8 internautes sur 9 ont trouvé ce commentaire utile 
4.0 étoiles sur 5 Still something to be desired 23 mai 2011
Par Amazon Customer - Publié sur
Much like when you write a review for Amazon you write it very rushed and off the top of your head. I feel as though that is how Scott Weiland wrote this memoir. Instead of carefully detailing what should be said and making a very concise, clear, and raw story, it just becomes a string of small blips about his life rather than a readable story. Major events are covered in just a sentence, chapters don't seem to have an order to them, and he has picked and chosen what he wants you to know. After finishing it I feel there is a lot that wasn't told. I also feel it's impossible to talk about this memoir without mentioning Mary Forsberg's memoir, which is a little more detailed than Weiland's. You do get more insight into STP, Velvet Revolver, and his solo work and where the inspiration for the lyrics came from or the story they tell. But some of them are already well known from past interviews and could be found online.

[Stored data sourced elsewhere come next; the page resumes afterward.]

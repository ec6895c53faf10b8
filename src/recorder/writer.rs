//! Recording directory and frame file output

use chrono::{DateTime, Local};
use image::codecs::png::{CompressionType, FilterType, PngEncoder};
use image::codecs::tga::TgaEncoder;
use image::{DynamicImage, GrayImage, ImageBuffer, ImageError, Luma, RgbImage, RgbaImage};
use serde::{Deserialize, Serialize};
use std::fmt;
use std::fs::{self, File};
use std::io::{self, BufWriter, Write};
use std::path::{Path, PathBuf};
use std::str::FromStr;

use crate::error::RecordError;
use crate::frame::{FrameBuffer, PixelFormat};

/// Attempts at finding a free session directory name
pub const MAX_DIRECTORY_ATTEMPTS: u32 = 10;

/// On-disk encoding of recorded frames
#[derive(Debug, Clone, Copy, PartialEq, Eq, Default, Serialize, Deserialize)]
#[serde(rename_all = "lowercase")]
pub enum RecordFormat {
    /// Buffer bytes exactly as held in memory
    Raw,
    /// Lossless, 16-bit grey for depth frames
    #[default]
    Png,
    /// Truecolour or 8-bit grey; depth is scaled down to 8 bits
    Tga,
}

impl RecordFormat {
    pub fn extension(&self) -> &'static str {
        match self {
            RecordFormat::Raw => "raw",
            RecordFormat::Png => "png",
            RecordFormat::Tga => "tga",
        }
    }
}

impl FromStr for RecordFormat {
    type Err = RecordError;

    fn from_str(s: &str) -> Result<Self, Self::Err> {
        match s.to_ascii_lowercase().as_str() {
            "raw" => Ok(RecordFormat::Raw),
            "png" => Ok(RecordFormat::Png),
            "tga" => Ok(RecordFormat::Tga),
            other => Err(RecordError::UnknownFormat(other.to_string())),
        }
    }
}

impl fmt::Display for RecordFormat {
    fn fmt(&self, f: &mut fmt::Formatter<'_>) -> fmt::Result {
        f.write_str(self.extension())
    }
}

/// Session directory name for a prefix and start time
pub fn directory_name(prefix: &str, time: &DateTime<Local>) -> String {
    format!("{} {}", prefix, time.format("%Y-%m-%d %H-%M-%S-%3f"))
}

/// Create a fresh session directory under `root`.
///
/// Tries the plain name first, then the name with ` 1`, ` 2`, ... appended.
/// An existing directory is never reused.
pub fn create_session_directory(root: &Path, prefix: &str, time: &DateTime<Local>) -> Result<PathBuf, RecordError> {
    let base = directory_name(prefix, time);

    for attempt in 0..MAX_DIRECTORY_ATTEMPTS {
        let name = if attempt == 0 {
            base.clone()
        } else {
            format!("{} {}", base, attempt)
        };
        let path = root.join(name);

        match fs::create_dir_all(root).and_then(|_| fs::create_dir(&path)) {
            Ok(()) => return Ok(path),
            Err(e) if e.kind() == io::ErrorKind::AlreadyExists => continue,
            Err(source) => {
                return Err(RecordError::CreateDirectory {
                    path: path.display().to_string(),
                    source,
                })
            }
        }
    }

    Err(RecordError::DirectoryExists(root.display().to_string()))
}

/// File name for the `index`th frame
pub fn frame_file_name(index: u64, format: RecordFormat) -> String {
    format!("{:08}.{}", index, format.extension())
}

/// Write one frame to `path`.
///
/// `compress` selects RLE for TGA and a slower, smaller deflate for PNG.
/// Raw output ignores it.
pub fn write_frame(path: &Path, buffer: &FrameBuffer, format: RecordFormat, compress: bool) -> Result<(), RecordError> {
    let image = match format {
        RecordFormat::Raw => None,
        RecordFormat::Png | RecordFormat::Tga => Some(to_image(buffer).ok_or(RecordError::Unsupported {
            format,
            pixel_format: buffer.format(),
        })?),
    };

    let write_error = |source: io::Error| RecordError::Write {
        path: path.display().to_string(),
        source,
    };
    let encode_error = |source: ImageError| RecordError::Encode {
        path: path.display().to_string(),
        source,
    };

    let mut out = BufWriter::new(File::create(path).map_err(write_error)?);
    match (format, image) {
        (RecordFormat::Png, Some(image)) => {
            let compression = if compress {
                CompressionType::Best
            } else {
                CompressionType::Fast
            };
            let encoder = PngEncoder::new_with_quality(&mut out, compression, FilterType::Adaptive);
            image.write_with_encoder(encoder).map_err(encode_error)?;
        }
        (RecordFormat::Tga, Some(image)) => {
            // TGA has no 16-bit grey
            let image = match image {
                DynamicImage::ImageLuma16(_) => DynamicImage::ImageLuma8(image.to_luma8()),
                other => other,
            };
            let encoder = TgaEncoder::new(&mut out);
            let encoder = if compress { encoder } else { encoder.disable_rle() };
            image.write_with_encoder(encoder).map_err(encode_error)?;
        }
        _ => out.write_all(buffer.as_bytes()).map_err(write_error)?,
    }
    out.flush().map_err(write_error)
}

/// Image view of a frame, `None` for layouts no image format can hold
fn to_image(buffer: &FrameBuffer) -> Option<DynamicImage> {
    let resolution = buffer.resolution();
    let (width, height) = (resolution.width, resolution.height);
    let bytes = buffer.as_bytes().to_vec();

    match buffer.format() {
        PixelFormat::Alpha | PixelFormat::Luminance => {
            GrayImage::from_raw(width, height, bytes).map(DynamicImage::ImageLuma8)
        }
        PixelFormat::Depth => {
            let samples: Vec<u16> = (0..buffer.sample_count()).filter_map(|i| buffer.sample(i)).collect();
            ImageBuffer::<Luma<u16>, Vec<u16>>::from_raw(width, height, samples).map(DynamicImage::ImageLuma16)
        }
        PixelFormat::Rgb => RgbImage::from_raw(width, height, bytes).map(DynamicImage::ImageRgb8),
        PixelFormat::Rgba => RgbaImage::from_raw(width, height, bytes).map(DynamicImage::ImageRgba8),
        PixelFormat::Displacement => None,
    }
}

#[cfg(test)]
mod tests {
    use super::*;
    use crate::frame::Resolution;
    use chrono::TimeZone;

    fn temp_root(name: &str) -> PathBuf {
        std::env::temp_dir().join(format!("depth-relay-writer-{}-{}", std::process::id(), name))
    }

    fn fixed_time() -> DateTime<Local> {
        Local.with_ymd_and_hms(2024, 3, 5, 14, 7, 9).unwrap()
    }

    #[test]
    fn test_directory_name_format() {
        assert_eq!(directory_name("Depth", &fixed_time()), "Depth 2024-03-05 14-07-09-000");
    }

    #[test]
    fn test_session_directory_suffixes() {
        let root = temp_root("suffix");
        let time = fixed_time();

        let first = create_session_directory(&root, "Cap", &time).unwrap();
        let second = create_session_directory(&root, "Cap", &time).unwrap();
        assert!(first.ends_with("Cap 2024-03-05 14-07-09-000"));
        assert!(second.ends_with("Cap 2024-03-05 14-07-09-000 1"));

        for _ in 2..MAX_DIRECTORY_ATTEMPTS {
            create_session_directory(&root, "Cap", &time).unwrap();
        }
        assert!(matches!(
            create_session_directory(&root, "Cap", &time),
            Err(RecordError::DirectoryExists(_))
        ));

        let _ = fs::remove_dir_all(&root);
    }

    #[test]
    fn test_frame_file_names() {
        assert_eq!(frame_file_name(0, RecordFormat::Raw), "00000000.raw");
        assert_eq!(frame_file_name(42, RecordFormat::Png), "00000042.png");
        assert_eq!(frame_file_name(7, RecordFormat::Tga), "00000007.tga");
    }

    fn depth_buffer() -> FrameBuffer {
        let mut buffer = FrameBuffer::new();
        buffer.create(Resolution::new(2, 2), PixelFormat::Depth).unwrap();
        buffer.write_samples(&[0x0102, 0xFFFF, 0x8000, 0]);
        buffer
    }

    #[test]
    fn test_depth_png_keeps_16_bits() {
        let root = temp_root("png");
        fs::create_dir_all(&root).unwrap();

        for compress in [false, true] {
            let path = root.join(format!("frame-{}.png", compress));
            write_frame(&path, &depth_buffer(), RecordFormat::Png, compress).unwrap();

            let decoded = image::open(&path).unwrap();
            let decoded = decoded.as_luma16().expect("16-bit grey png");
            assert_eq!(decoded.dimensions(), (2, 2));
            assert_eq!(decoded.as_raw(), &vec![0x0102, 0xFFFF, 0x8000, 0]);
        }

        let raw = root.join("frame.raw");
        write_frame(&raw, &depth_buffer(), RecordFormat::Raw, true).unwrap();
        assert_eq!(fs::read(&raw).unwrap(), depth_buffer().as_bytes());

        let _ = fs::remove_dir_all(&root);
    }

    #[test]
    fn test_tga_output() {
        let root = temp_root("tga");
        fs::create_dir_all(&root).unwrap();

        let mut colour = FrameBuffer::new();
        colour.create(Resolution::new(2, 1), PixelFormat::Rgb).unwrap();
        colour.write_bytes(&[10, 20, 30, 40, 50, 60]);

        for compress in [false, true] {
            let path = root.join(format!("colour-{}.tga", compress));
            write_frame(&path, &colour, RecordFormat::Tga, compress).unwrap();
            let decoded = image::open(&path).unwrap().to_rgb8();
            assert_eq!(decoded.as_raw(), &vec![10, 20, 30, 40, 50, 60]);
        }

        let path = root.join("depth.tga");
        write_frame(&path, &depth_buffer(), RecordFormat::Tga, false).unwrap();
        let decoded = image::open(&path).unwrap().to_luma8();
        assert_eq!(decoded.as_raw(), &vec![0x01, 0xFF, 0x80, 0x00]);

        let _ = fs::remove_dir_all(&root);
    }

    #[test]
    fn test_displacement_has_no_image_encoding() {
        let root = temp_root("displacement");
        fs::create_dir_all(&root).unwrap();
        let mut buffer = FrameBuffer::new();
        buffer.create(Resolution::new(1, 1), PixelFormat::Displacement).unwrap();

        let result = write_frame(&root.join("frame.png"), &buffer, RecordFormat::Png, false);
        assert!(matches!(result, Err(RecordError::Unsupported { .. })));
        assert!(!root.join("frame.png").exists());

        let _ = fs::remove_dir_all(&root);
    }

    #[test]
    fn test_unknown_format() {
        assert_eq!("PNG".parse::<RecordFormat>().unwrap(), RecordFormat::Png);
        assert_eq!("tga".parse::<RecordFormat>().unwrap(), RecordFormat::Tga);
        assert!(matches!("pnm".parse::<RecordFormat>(), Err(RecordError::UnknownFormat(_))));
    }
}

People have put too much focus on what isn't in the book rather than what is. The stories he does tell range from one sentence to entire chapters. The emotions he describes are genuine, but somethings are dragged on while most are just stated and then forgotten about. For instance (SPOILER ALERT) he tells about the morning him and Dean Deleo flew to New York, high and hungover, and recorded the famous acoustic edition of "Plush" at MTV. This takes about half a page. However his break up with his first ex-wife, Janinna, takes about a paragraph. The only thing you can say negatively about the book is what Weiland has left out (or what people feel he has left out). But what is in it is well worth the read for a little more insight into his life.
10 internautes sur 12 ont trouvé ce commentaire utile 
3.0 étoiles sur 5 288 "Soft" Pages 20 mai 2011
Par Mikey - Publié sur
Format:Relié|Achat vérifié
This book is reported at 288 pages. I would call it a "Soft" 288 pages. Many pages are blank or all black. Others have pictures or large song lyrics on them, leaving room for a paragraph or so.

Scott Weiland is loved principally because of STP and Velvet Revolver. Yet he provides frustratingly little details about his time in the bands.

"Perla, Slash's wife was getting so involved with the band that she was even in the meetings."

Okay. What was she doing? How was it disruptive?

He glosses over STP's rise to fame, as well as the bands few breakups. Very little gritty detail about tour stories, band conflicts, and generally things that fans of Weiland crave details about.

I finished this book in like less than 3 hours. Overall disappointing.